#### [Exercise objective]
The answer should consist solely of the lines from the first one below through the line containing "pub struct ReceivingLineResponse", copied exactly.

================

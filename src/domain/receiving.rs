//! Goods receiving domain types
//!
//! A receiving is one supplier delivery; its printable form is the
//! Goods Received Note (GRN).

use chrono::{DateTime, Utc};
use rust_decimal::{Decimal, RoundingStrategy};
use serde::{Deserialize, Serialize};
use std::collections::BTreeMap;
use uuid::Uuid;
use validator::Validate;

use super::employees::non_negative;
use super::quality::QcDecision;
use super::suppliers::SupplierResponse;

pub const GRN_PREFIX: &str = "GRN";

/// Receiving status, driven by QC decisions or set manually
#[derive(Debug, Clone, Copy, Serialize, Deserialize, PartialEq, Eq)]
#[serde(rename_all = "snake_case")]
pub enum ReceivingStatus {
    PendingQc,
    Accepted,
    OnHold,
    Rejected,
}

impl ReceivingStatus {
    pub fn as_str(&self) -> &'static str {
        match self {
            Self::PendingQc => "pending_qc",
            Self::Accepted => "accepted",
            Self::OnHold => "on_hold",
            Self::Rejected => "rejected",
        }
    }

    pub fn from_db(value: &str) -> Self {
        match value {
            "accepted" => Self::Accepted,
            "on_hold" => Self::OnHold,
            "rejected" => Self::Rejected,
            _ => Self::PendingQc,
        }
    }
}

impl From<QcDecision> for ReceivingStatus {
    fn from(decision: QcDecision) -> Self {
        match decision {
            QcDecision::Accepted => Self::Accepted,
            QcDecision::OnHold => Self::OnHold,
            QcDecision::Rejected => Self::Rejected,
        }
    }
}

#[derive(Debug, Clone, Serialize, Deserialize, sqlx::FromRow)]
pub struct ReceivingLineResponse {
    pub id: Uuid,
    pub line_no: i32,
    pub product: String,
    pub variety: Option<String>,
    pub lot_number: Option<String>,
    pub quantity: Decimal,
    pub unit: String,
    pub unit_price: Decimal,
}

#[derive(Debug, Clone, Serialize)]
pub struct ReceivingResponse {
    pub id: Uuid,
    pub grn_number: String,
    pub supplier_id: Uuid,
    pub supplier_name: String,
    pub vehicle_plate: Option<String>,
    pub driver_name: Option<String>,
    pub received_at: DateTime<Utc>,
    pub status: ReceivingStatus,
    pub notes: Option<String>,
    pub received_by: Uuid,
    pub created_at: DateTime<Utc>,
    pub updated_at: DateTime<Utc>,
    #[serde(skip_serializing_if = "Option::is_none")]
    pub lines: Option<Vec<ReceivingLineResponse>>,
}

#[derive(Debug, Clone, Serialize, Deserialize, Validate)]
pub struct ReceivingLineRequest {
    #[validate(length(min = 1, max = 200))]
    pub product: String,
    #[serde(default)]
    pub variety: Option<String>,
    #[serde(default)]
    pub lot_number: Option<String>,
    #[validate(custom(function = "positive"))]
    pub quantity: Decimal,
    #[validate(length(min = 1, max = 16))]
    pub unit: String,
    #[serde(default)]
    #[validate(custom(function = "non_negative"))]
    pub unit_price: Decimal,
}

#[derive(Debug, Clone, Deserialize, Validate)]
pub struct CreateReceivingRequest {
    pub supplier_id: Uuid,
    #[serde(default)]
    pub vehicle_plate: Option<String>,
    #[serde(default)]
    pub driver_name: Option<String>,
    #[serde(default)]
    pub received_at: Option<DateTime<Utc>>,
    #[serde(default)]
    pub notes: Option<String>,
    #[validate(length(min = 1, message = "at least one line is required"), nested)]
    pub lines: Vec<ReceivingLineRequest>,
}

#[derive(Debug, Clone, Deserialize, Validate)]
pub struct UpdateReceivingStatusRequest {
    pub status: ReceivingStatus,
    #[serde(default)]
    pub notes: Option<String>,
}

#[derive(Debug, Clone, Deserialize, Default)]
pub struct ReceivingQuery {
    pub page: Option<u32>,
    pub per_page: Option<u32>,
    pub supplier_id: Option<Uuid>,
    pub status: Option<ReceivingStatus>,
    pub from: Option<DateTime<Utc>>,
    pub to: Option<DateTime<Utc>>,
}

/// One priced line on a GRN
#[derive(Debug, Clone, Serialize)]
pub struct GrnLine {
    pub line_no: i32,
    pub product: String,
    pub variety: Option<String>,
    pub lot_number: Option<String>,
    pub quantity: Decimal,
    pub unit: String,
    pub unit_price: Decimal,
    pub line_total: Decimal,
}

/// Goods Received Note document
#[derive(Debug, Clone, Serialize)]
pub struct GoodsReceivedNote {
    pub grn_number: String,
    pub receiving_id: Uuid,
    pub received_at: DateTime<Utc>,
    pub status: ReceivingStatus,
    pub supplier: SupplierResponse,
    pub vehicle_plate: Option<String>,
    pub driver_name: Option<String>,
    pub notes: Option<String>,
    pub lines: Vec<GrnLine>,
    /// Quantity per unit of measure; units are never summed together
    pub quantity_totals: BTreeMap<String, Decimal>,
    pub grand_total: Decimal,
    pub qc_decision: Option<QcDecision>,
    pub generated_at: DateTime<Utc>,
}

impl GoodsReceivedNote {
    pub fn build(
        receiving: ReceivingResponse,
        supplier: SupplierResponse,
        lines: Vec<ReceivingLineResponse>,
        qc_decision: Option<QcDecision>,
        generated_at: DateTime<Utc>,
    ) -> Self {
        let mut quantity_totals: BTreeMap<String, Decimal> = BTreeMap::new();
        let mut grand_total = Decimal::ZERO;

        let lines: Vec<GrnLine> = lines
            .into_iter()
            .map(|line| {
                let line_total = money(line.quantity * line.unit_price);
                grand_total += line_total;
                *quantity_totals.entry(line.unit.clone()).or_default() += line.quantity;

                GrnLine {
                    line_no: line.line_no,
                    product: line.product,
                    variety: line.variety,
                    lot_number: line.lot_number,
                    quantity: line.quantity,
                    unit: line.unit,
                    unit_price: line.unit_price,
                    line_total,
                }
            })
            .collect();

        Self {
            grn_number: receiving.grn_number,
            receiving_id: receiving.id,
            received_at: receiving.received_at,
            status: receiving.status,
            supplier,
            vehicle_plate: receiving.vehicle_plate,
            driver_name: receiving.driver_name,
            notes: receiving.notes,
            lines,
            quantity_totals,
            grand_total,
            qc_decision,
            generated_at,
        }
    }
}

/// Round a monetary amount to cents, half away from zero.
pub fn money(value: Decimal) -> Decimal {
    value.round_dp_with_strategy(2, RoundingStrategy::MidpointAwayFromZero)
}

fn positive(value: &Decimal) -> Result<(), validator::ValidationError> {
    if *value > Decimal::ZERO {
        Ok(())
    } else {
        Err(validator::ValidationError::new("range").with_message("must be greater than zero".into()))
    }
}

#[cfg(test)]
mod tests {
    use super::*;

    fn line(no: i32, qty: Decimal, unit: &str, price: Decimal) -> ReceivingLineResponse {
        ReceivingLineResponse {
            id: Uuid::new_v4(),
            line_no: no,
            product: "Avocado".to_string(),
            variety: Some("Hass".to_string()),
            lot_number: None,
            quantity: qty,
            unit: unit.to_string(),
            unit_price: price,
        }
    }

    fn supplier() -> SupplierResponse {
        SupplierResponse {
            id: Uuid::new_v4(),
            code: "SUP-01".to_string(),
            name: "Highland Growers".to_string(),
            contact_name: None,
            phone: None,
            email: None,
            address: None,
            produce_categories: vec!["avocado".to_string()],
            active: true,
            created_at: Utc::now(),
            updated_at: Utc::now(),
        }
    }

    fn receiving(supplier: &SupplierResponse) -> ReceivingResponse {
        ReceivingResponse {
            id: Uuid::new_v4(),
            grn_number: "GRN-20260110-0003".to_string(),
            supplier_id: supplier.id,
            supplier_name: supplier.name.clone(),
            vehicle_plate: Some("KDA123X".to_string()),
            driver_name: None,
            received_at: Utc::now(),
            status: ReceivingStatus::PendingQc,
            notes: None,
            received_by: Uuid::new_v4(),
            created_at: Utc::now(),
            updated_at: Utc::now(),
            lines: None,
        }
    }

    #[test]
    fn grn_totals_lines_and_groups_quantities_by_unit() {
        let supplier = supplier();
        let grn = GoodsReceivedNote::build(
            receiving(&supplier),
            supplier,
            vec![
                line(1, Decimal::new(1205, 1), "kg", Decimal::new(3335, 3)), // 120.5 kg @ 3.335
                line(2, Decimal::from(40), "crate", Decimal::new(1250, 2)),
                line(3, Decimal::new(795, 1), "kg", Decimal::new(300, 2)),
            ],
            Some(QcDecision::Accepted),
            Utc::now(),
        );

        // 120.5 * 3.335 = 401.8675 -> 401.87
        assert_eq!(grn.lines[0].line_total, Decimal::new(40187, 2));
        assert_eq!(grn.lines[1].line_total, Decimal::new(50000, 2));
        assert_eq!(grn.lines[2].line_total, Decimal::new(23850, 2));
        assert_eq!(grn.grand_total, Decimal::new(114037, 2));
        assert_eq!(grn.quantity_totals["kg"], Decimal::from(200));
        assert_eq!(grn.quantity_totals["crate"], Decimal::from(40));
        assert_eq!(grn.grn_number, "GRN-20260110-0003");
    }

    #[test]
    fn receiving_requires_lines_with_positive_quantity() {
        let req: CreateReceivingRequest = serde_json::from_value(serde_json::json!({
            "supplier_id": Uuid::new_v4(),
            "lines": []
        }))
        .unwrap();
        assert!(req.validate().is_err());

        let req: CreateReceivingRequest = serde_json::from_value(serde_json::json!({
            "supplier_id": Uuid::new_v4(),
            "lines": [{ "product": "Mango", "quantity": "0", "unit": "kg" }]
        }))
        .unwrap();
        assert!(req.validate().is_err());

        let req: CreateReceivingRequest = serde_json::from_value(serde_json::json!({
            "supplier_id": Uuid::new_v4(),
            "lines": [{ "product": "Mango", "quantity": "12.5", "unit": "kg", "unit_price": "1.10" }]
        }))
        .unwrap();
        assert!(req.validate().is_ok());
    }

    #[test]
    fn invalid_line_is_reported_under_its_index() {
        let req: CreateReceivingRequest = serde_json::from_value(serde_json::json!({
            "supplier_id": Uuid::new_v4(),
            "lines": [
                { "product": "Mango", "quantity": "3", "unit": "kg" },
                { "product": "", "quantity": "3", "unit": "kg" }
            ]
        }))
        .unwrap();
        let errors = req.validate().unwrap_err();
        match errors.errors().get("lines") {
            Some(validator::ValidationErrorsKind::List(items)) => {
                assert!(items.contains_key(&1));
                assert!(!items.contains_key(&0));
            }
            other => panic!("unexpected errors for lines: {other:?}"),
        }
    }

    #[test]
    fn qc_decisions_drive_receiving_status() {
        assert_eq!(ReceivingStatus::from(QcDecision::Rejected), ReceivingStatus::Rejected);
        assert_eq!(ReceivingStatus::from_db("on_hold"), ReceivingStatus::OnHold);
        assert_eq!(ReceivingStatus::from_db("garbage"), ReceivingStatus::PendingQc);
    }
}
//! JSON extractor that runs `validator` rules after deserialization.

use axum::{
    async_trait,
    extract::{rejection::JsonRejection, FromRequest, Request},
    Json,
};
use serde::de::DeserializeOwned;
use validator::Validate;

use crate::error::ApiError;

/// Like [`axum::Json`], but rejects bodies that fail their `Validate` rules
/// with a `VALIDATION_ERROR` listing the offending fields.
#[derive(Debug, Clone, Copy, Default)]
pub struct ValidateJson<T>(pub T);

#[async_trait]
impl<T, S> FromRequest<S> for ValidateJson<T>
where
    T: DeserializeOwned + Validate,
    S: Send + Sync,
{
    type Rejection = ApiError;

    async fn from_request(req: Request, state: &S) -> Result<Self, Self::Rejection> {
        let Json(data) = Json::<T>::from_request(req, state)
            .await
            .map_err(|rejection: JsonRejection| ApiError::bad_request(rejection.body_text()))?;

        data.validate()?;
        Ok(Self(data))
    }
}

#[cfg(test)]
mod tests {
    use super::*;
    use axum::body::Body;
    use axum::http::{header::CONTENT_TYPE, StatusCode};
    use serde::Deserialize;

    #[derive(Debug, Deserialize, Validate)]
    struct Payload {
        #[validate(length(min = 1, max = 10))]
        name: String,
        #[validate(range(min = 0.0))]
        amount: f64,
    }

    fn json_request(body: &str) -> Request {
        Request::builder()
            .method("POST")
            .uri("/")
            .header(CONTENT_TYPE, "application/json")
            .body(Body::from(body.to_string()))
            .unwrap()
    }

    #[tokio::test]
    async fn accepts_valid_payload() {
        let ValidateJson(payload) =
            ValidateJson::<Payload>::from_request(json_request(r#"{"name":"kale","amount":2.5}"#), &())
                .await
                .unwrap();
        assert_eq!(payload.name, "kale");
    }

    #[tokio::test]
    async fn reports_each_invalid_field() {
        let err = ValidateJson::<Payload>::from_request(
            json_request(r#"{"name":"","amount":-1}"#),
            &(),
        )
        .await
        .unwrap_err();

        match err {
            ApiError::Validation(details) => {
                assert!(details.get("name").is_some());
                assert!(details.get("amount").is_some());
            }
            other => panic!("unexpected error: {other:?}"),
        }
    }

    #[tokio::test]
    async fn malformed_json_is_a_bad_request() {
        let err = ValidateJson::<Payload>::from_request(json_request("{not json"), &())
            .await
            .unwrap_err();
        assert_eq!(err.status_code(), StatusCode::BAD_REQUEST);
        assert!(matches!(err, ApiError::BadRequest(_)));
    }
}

================

#### [Finished task]
filename src/domain/receiving.rs
//! Goods receiving domain types
//!
//! A receiving is one supplier delivery; its printable form is the
//! Goods Received Note (GRN).

use chrono::{DateTime, Utc};
use rust_decimal::{Decimal, RoundingStrategy};
use serde::{Deserialize, Serialize};
use std::collections::BTreeMap;
use uuid::Uuid;
use validator::Validate;

use super::employees::non_negative;
use super::quality::QcDecision;
use super::suppliers::SupplierResponse;

pub const GRN_PREFIX: &str = "GRN";

/// Receiving status, driven by QC decisions or set manually
#[derive(Debug, Clone, Copy, Serialize, Deserialize, PartialEq, Eq)]
#[serde(rename_all = "snake_case")]
pub enum ReceivingStatus {
    PendingQc,
    Accepted,
    OnHold,
    Rejected,
}

impl ReceivingStatus {
    pub fn as_str(&self) -> &'static str {
        match self {
            Self::PendingQc => "pending_qc",
            Self::Accepted => "accepted",
            Self::OnHold => "on_hold",
            Self::Rejected => "rejected",
        }
    }

    pub fn from_db(value: &str) -> Self {
        match value {
            "accepted" => Self::Accepted,
            "on_hold" => Self::OnHold,
            "rejected" => Self::Rejected,
            _ => Self::PendingQc,
        }
    }
}

impl From<QcDecision> for ReceivingStatus {
    fn from(decision: QcDecision) -> Self {
        match decision {
            QcDecision::Accepted => Self::Accepted,
            QcDecision::OnHold => Self::OnHold,
            QcDecision::Rejected => Self::Rejected,
        }
    }
}

#[derive(Debug, Clone, Serialize, Deserialize, sqlx::FromRow)]
pub struct ReceivingLineResponse {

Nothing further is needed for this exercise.